╭──
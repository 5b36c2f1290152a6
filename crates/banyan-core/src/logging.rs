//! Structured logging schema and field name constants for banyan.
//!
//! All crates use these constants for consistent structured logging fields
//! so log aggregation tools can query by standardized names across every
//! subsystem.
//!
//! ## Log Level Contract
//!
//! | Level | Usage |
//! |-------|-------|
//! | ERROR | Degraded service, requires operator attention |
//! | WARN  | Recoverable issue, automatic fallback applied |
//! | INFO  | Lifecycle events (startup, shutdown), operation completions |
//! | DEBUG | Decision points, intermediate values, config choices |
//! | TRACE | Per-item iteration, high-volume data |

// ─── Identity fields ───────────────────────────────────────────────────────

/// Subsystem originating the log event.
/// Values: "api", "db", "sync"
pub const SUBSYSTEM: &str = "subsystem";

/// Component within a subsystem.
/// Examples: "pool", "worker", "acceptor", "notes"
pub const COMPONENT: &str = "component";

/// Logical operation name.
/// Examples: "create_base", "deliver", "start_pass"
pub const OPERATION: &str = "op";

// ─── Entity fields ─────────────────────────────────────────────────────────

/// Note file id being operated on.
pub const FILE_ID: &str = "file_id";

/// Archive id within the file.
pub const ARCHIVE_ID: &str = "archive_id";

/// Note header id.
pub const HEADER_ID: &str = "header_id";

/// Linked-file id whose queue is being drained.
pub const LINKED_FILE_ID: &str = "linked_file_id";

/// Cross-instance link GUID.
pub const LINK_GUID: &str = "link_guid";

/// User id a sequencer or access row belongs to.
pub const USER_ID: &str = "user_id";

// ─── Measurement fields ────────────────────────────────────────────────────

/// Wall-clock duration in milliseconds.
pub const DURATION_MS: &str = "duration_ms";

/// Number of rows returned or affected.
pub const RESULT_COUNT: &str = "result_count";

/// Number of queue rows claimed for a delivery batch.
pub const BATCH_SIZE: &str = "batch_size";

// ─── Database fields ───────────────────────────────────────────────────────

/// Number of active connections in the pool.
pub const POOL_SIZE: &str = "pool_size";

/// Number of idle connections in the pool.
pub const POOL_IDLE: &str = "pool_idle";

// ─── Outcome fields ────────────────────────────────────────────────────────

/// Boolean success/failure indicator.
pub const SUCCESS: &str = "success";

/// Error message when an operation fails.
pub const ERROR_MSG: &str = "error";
╰──
[Task requirements] A single number is expected here: the count of lines in the material above with "fields" in them.

[Reply to the task] 6